As such, many economists suspect a few more rate rises are still lurking on the horizon, with the major banks all recently revising their baseline cash rate forecasts upward:

  • NAB predicts a peak of 4.60% by August
  • ANZ predicts a peak of 4.60% by August
  • Westpac predicts a peak of 4.60% by August
  • CBA predicts a peak of 4.35% by August
Why interest rates could still rise

The central bank doesn’t want high inflation to become entrenched in the economy. “High inflation is corrosive and damages our economy. It erodes the value of money and savings, puts pressure on household budgets, makes it harder for businesses to plan and distorts investment. It makes us all poorer and hurts people on low incomes the most,” Dr Lowe said at the recent Morgan Stanley 5th Australia Summit in Sydney.

One of the RBA’s biggest worries is that high inflation becomes self-perpetuating. This is when consumers’ expectations of price increases lead to a wage-price spiral in which they demand pay rises to preserve their incomes. Businesses then, in turn, increase their prices to maintain their profit margins, leading to more wage demands and so on. Recent ABS data shows annual wage growth was 3.7% during the March quarter. While this is still consistent with the RBA’s inflation target, productivity growth needs to improve.

Adding to the RBA’s concerns is the tight labour market with the country’s unemployment rate falling to 3.6% in May while job vacancies are at historically high levels.   

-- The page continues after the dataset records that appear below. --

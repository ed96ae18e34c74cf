use std::collections::HashSet;

use proptest::prelude::*;
use verity_adversarial::{
    ConflictResolver, ConflictType, ConsensusCalculator, EvidenceConflict,
};
use verity_core::{
    AgentType, Argument, Conclusion, CredibilityWeights, Evidence, EvidenceRef, SourceType,
    VotingWeights,
};

fn conclusion() -> impl Strategy<Value = Conclusion> {
    prop_oneof![
        Just(Conclusion::True),
        Just(Conclusion::False),
        Just(Conclusion::Misleading),
        Just(Conclusion::PartiallyTrue),
        Just(Conclusion::Insufficient),
    ]
}

fn agent() -> impl Strategy<Value = AgentType> {
    (0..AgentType::ALL.len()).prop_map(|i| AgentType::ALL[i])
}

fn source_type() -> impl Strategy<Value = SourceType> {
    (0..SourceType::ALL.len()).prop_map(|i| SourceType::ALL[i])
}

fn argument() -> impl Strategy<Value = Argument> {
    (agent(), conclusion(), 0.0..=100.0f64)
        .prop_map(|(agent, conclusion, confidence)| Argument::new(agent, conclusion, confidence))
}

fn evidence() -> impl Strategy<Value = EvidenceRef> {
    (
        0u32..20,
        source_type(),
        "[a-z ]{0,24}",
        0.0..=100.0f64,
        0.0..=100.0f64,
        any::<bool>(),
        proptest::option::of(1_500_000_000i64..1_750_000_000),
    )
        .prop_map(|(n, source, content, cred, rel, verified, ts)| {
            let mut e = Evidence::new(&format!("https://src{n}.example/doc"), source, &content)
                .with_scores(cred, rel)
                .verified(verified);
            if let Some(ts) = ts.and_then(|s| chrono::DateTime::from_timestamp(s, 0)) {
                e = e.published(ts);
            }
            e.shared()
        })
}

fn conflict_type() -> impl Strategy<Value = ConflictType> {
    prop_oneof![
        Just(ConflictType::SourceDisagreement),
        Just(ConflictType::TemporalDiscrepancy),
        Just(ConflictType::MethodologyDifference),
        Just(ConflictType::InterpretationVariance),
    ]
}

fn fingerprints(evidence: &[EvidenceRef]) -> HashSet<String> {
    evidence.iter().map(|e| e.fingerprint()).collect()
}

proptest! {
    #[test]
    fn unanimous_requires_a_single_position(arguments in prop::collection::vec(argument(), 0..8)) {
        let positions: HashSet<_> = arguments
            .iter()
            .filter(|a| !a.position.is_neutral())
            .map(|a| a.position)
            .collect();
        let outcome = ConsensusCalculator::default().unanimous(&arguments);
        if positions.len() != 1 {
            prop_assert!(outcome.is_none());
        } else {
            prop_assert!(outcome.is_some());
        }
    }

    #[test]
    fn weighted_confidence_is_monotone(
        arguments in prop::collection::vec(argument(), 1..7),
        index in any::<prop::sample::Index>(),
        bump in 0.0..=50.0f64,
    ) {
        let calculator = ConsensusCalculator::default();
        let weights = VotingWeights::default();
        let i = index.index(arguments.len());

        let mut raised = arguments.clone();
        raised[i].confidence = (raised[i].confidence + bump).min(100.0);

        let before = calculator.weighted_vote(&arguments, &weights);
        let after = calculator.weighted_vote(&raised, &weights);
        if let (Some(before), Some(after)) = (before, after) {
            prop_assert!(after.confidence + 1e-9 >= before.confidence);
        }
    }

    #[test]
    fn resolution_stays_within_conflict_evidence(
        kind in conflict_type(),
        evidence in prop::collection::vec(evidence(), 1..8),
    ) {
        let conflict = EvidenceConflict::new(
            kind,
            [AgentType::Academic, AgentType::Social],
            evidence.clone(),
            String::new(),
        );
        let resolutions = ConflictResolver::default().resolve_conflicts(
            std::slice::from_ref(&conflict),
            &evidence,
            None,
        );
        prop_assert_eq!(resolutions.len(), 1);

        let input = fingerprints(&evidence);
        let r = &resolutions[0];
        prop_assert!(fingerprints(&r.resolved_evidence).is_subset(&input));
        prop_assert!(fingerprints(&r.discarded_evidence).is_subset(&input));
        prop_assert!((0.0..=100.0).contains(&r.confidence));
    }

    #[test]
    fn resolution_is_idempotent(
        kind in conflict_type(),
        evidence in prop::collection::vec(evidence(), 1..8),
    ) {
        let conflict = EvidenceConflict::new(
            kind,
            [AgentType::News, AgentType::Financial],
            evidence.clone(),
            String::new(),
        );
        let resolver = ConflictResolver::default();
        let weights = CredibilityWeights::default();

        let first = resolver.resolve_conflicts(std::slice::from_ref(&conflict), &evidence, Some(&weights));
        let second = resolver.resolve_conflicts(std::slice::from_ref(&conflict), &evidence, Some(&weights));

        let a: Vec<String> = first[0].resolved_evidence.iter().map(|e| e.fingerprint()).collect();
        let b: Vec<String> = second[0].resolved_evidence.iter().map(|e| e.fingerprint()).collect();
        prop_assert_eq!(a, b);
    }
}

Then there’s the resurgent property market. This has seen sustained gains in recent months with CoreLogic’s home value index rising 1.1% in June following a 1.2% lift in May. While the RBA doesn’t target asset prices, it may be concerned that the wealthier homeowners feel, the more likely they are to spend – once again exacerbating inflation. Double-digit rent increases in many of Australia’s rental markets won’t be helping matters either.

The outlook for Australia’s property markets

 Higher interest rates reduce homebuyers’ borrowing capacity, dampening demand. That said, the outlook for Australia’s property markets remains largely positive, despite the high-interest rate environment with Domain recently forecasting a steady recovery over the next 12 months – see table below.

The outlook for Australia's property markets

Driving the recovery will be strong population growth coupled with low housing supply.